Exercise details:
Copy out each line below containing "prompt".

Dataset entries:
----------------
mod client;
mod config;
mod eligibility;
mod parser;
mod pipeline;
mod summarizer;
mod translator;
mod utils;

#[cfg(test)]
mod testing;

use std::path::{Path, PathBuf};
use std::sync::Arc;

use anyhow::{bail, Context, Result};
use clap::{Args, Parser, Subcommand};
use tracing::{debug, info};

use client::{ChatClient, CompletionService, PhraseTranslator, WebTranslator};
use config::AppConfig;
use eligibility::profile::{Category, Education, Gender, Income, Occupation, State, MAX_AGE};
use eligibility::UserProfile;
use parser::TextExtractor;
use pipeline::render::{render_json, render_markdown};
use pipeline::{Pipeline, RunOutcome};
use utils::logger;

#[derive(Parser)]
#[command(name = "mygov-translator")]
#[command(about = "政府惠民政策文档解读：摘要、资格判断与多语言翻译", long_about = None)]
struct Cli {
    #[command(subcommand)]
    command: Commands,
}

#[derive(Subcommand)]
enum Commands {
    /// 生成默认配置文件
    Init,
    /// 只提取PDF文本并预览
    Extract {
        /// PDF 文件路径
        #[arg(short, long)]
        pdf: PathBuf,
    },
    /// 解读政策文档并判断资格
    Analyze {
        /// PDF 文件路径
        #[arg(short, long)]
        pdf: PathBuf,

        #[command(flatten)]
        profile: ProfileArgs,

        /// 以 JSON 输出结果
        #[arg(long)]
        json: bool,
    },
}

/// 资格判断用的个人资料
#[derive(Args)]
struct ProfileArgs {
    #[arg(long, default_value_t = 25, value_parser = clap::value_parser!(u8).range(0..=MAX_AGE as i64))]
    age: u8,
    #[arg(long, value_enum)]
    gender: Option<Gender>,
    #[arg(long, value_enum)]
    income: Option<Income>,
    #[arg(long, value_enum)]
    category: Option<Category>,
    #[arg(long, value_enum)]
    state: Option<State>,
    #[arg(long, value_enum)]
    occupation: Option<Occupation>,
    #[arg(long, value_enum)]
    education: Option<Education>,
    /// 从 TOML 文件读取资料，忽略上面的选项
    #[arg(long = "profile")]
    profile_file: Option<PathBuf>,
}

impl ProfileArgs {
    fn into_profile(self) -> Result<UserProfile> {
        if let Some(path) = self.profile_file {
            return UserProfile::load(&path);
        }

        Ok(UserProfile {
            age: Some(self.age),
            gender: self.gender,
            income: self.income,
            category: self.category,
            state: self.state,
            occupation: self.occupation,
            education: self.education,
        })
    }
}

#[tokio::main]
async fn main() -> Result<()> {
    // 初始化日志
    logger::init_logger();
    info!("mygov-translator 启动");

    let cli = Cli::parse();

    match cli.command {
        Commands::Init => init_command().await?,
        Commands::Extract { pdf } => extract_command(&pdf).await?,
        Commands::Analyze { pdf, profile, json } => analyze_command(&pdf, profile, json).await?,
    }

    Ok(())
}

async fn init_command() -> Result<()> {
    info!("初始化配置...");
    tokio::fs::create_dir_all("config").await?;

    let app_config = AppConfig::default();
    app_config.save(config::SETTINGS_PATH)?;
    info!("已生成配置文件: {}", config::SETTINGS_PATH);

    let secrets_path = Path::new(&app_config.secrets.path);
    if !secrets_path.exists() {
        let template = format!("{} = \"your-api-key\"\n", app_config.secrets.key);
        tokio::fs::write(secrets_path, template).await?;
        info!("已生成密钥模板: {}", secrets_path.display());
    }

    info!("下一步:");
    info!("  1. 在 {} 中填写 {}，或设置环境变量 {}", app_config.secrets.path, app_config.secrets.key, app_config.secrets.env_var);
    info!("  2. 运行 'mygov-translator analyze --pdf scheme.pdf'");
    Ok(())
}

async fn extract_command(pdf: &Path) -> Result<()> {
    let app_config = AppConfig::load()?;
    let bytes = read_upload(pdf).await?;

    let text = TextExtractor::pdf().extract(&bytes);
    if text.is_empty() {
        println!("❌ Could not extract text from the PDF. Please ensure it's a text-based PDF, not a scanned image.");
        bail!("no extractable text in {}", pdf.display());
    }

    println!("📖 Extracted Text Preview\n");
    println!("{}", parser::preview(&text, app_config.extraction.preview_chars));
    Ok(())
}

async fn analyze_command(pdf: &Path, profile: ProfileArgs, json: bool) -> Result<()> {
    let app_config = AppConfig::load()?;
    // 缺少密钥时在读取文档之前就终止
    let api_key = config::resolve_api_key(&app_config.secrets)?;
    let profile = profile.into_profile()?;

    let chat = ChatClient::new(app_config.completion.clone(), api_key)?;
    info!("补全模型: {}", chat.model());
    let completion: Arc<dyn CompletionService> = Arc::new(chat);
    let phrase: Arc<dyn PhraseTranslator> = Arc::new(WebTranslator::new(&app_config.translation)?);
    let mut pipeline = Pipeline::new(TextExtractor::pdf(), completion, phrase, &app_config);

    let name = pdf
        .file_name()
        .map(|n| n.to_string_lossy().to_string())
        .unwrap_or_else(|| pdf.display().to_string());
    let bytes = read_upload(pdf).await?;

    let outcome = pipeline.run(name, bytes, profile).await?;
    info!("流水线结束: {}", pipeline.state());
    debug!("流水线轨迹: {:?}", pipeline.history());

    if let Some(document) = pipeline.document() {
        info!("{} 页中 {} 页有文字", document.page_count, document.pages.len());
        debug!(
            "📖 Extracted Text Preview:\n{}",
            parser::preview(&document.full_text, app_config.extraction.preview_chars)
        );
    }

    let report = match outcome {
        RunOutcome::Completed(report) => report,
        RunOutcome::Halted(reason) => {
            println!("{}", reason.user_message());
            bail!("{}", reason);
        }
    };

    if json {
        println!("{}", render_json(&report)?);
    } else {
        println!("{}", render_markdown(&report));
    }

    Ok(())
}

async fn read_upload(path: &Path) -> Result<Vec<u8>> {
    let bytes = tokio::fs::read(path)
        .await
        .with_context(|| format!("读取文件失败: {}", path.display()))?;
    debug!("读取文件: {} ({} 字节)", path.display(), bytes.len());
    Ok(bytes)
}
use async_trait::async_trait;
use serde::{Deserialize, Serialize};
use tracing::{debug, info, warn};

use super::{CompletionRequest, CompletionService};
use crate::config::CompletionConfig;
use crate::utils::ServiceError;

/// Chat Completions 请求体
#[derive(Serialize)]
struct ChatRequest<'a> {
    model: &'a str,
    messages: Vec<ChatMessage<'a>>,
    temperature: f32,
}

#[derive(Serialize)]
struct ChatMessage<'a> {
    role: &'static str,
    content: &'a str,
}

/// Chat Completions 响应体
#[derive(Deserialize)]
struct ChatResponse {
    choices: Vec<Choice>,
}

#[derive(Deserialize)]
struct Choice {
    message: ResponseMessage,
}

#[derive(Deserialize)]
struct ResponseMessage {
    content: Option<String>,
}

/// OpenAI 兼容的补全客户端，进程内只构建一次，之后只读共享
pub struct ChatClient {
    client: reqwest::Client,
    config: CompletionConfig,
    api_key: String,
}

impl ChatClient {
    pub fn new(config: CompletionConfig, api_key: String) -> Result<Self, ServiceError> {
        let mut builder = reqwest::Client::builder();

        if let Some(secs) = config.timeout_secs {
            builder = builder.timeout(std::time::Duration::from_secs(secs));
        }

        if !config.proxy.is_empty() {
            match reqwest::Proxy::all(&config.proxy) {
                Ok(proxy) => {
                    info!("使用代理: {}", config.proxy);
                    builder = builder.proxy(proxy);
                }
                Err(e) => {
                    warn!("代理配置无效 '{}': {}", config.proxy, e);
                }
            }
        }

        let client = builder
            .build()
            .map_err(|e| ServiceError::Unavailable(format!("failed to build HTTP client: {}", e)))?;

        Ok(Self {
            client,
            config,
            api_key,
        })
    }

    pub fn model(&self) -> &str {
        &self.config.model
    }
}

#[async_trait]
impl CompletionService for ChatClient {
    /// 单次调用，不重试
    async fn complete(&self, request: CompletionRequest) -> Result<String, ServiceError> {
        let body = ChatRequest {
            model: &self.config.model,
            messages: vec![ChatMessage {
                role: "user",
                content: &request.prompt,
            }],
            temperature: request.temperature,
        };

        debug!(
            "调用补全服务: model={}, temperature={}, prompt {} 字符",
            self.config.model,
            request.temperature,
            request.prompt.chars().count()
        );

        let response = self
            .client
            .post(&self.config.api_url)
            .bearer_auth(&self.api_key)
            .json(&body)
            .send()
            .await?;

        let status = response.status();
        if !status.is_success() {
            let body = response.text().await.unwrap_or_default();
            warn!("补全服务返回错误 {}", status);
            return Err(ServiceError::from_status(status, body));
        }

        let chat_response: ChatResponse = response
            .json()
            .await
            .map_err(|e| ServiceError::MalformedResponse(e.to_string()))?;

        chat_response
            .choices
            .into_iter()
            .next()
            .and_then(|c| c.message.content)
            .filter(|content| !content.trim().is_empty())
            .ok_or_else(|| ServiceError::MalformedResponse("completion returned no content".to_string()))
    }
}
----------------
Completed task:
                content: &request.prompt,
            "调用补全服务: model={}, temperature={}, prompt {} 字符",
            request.prompt.chars().count()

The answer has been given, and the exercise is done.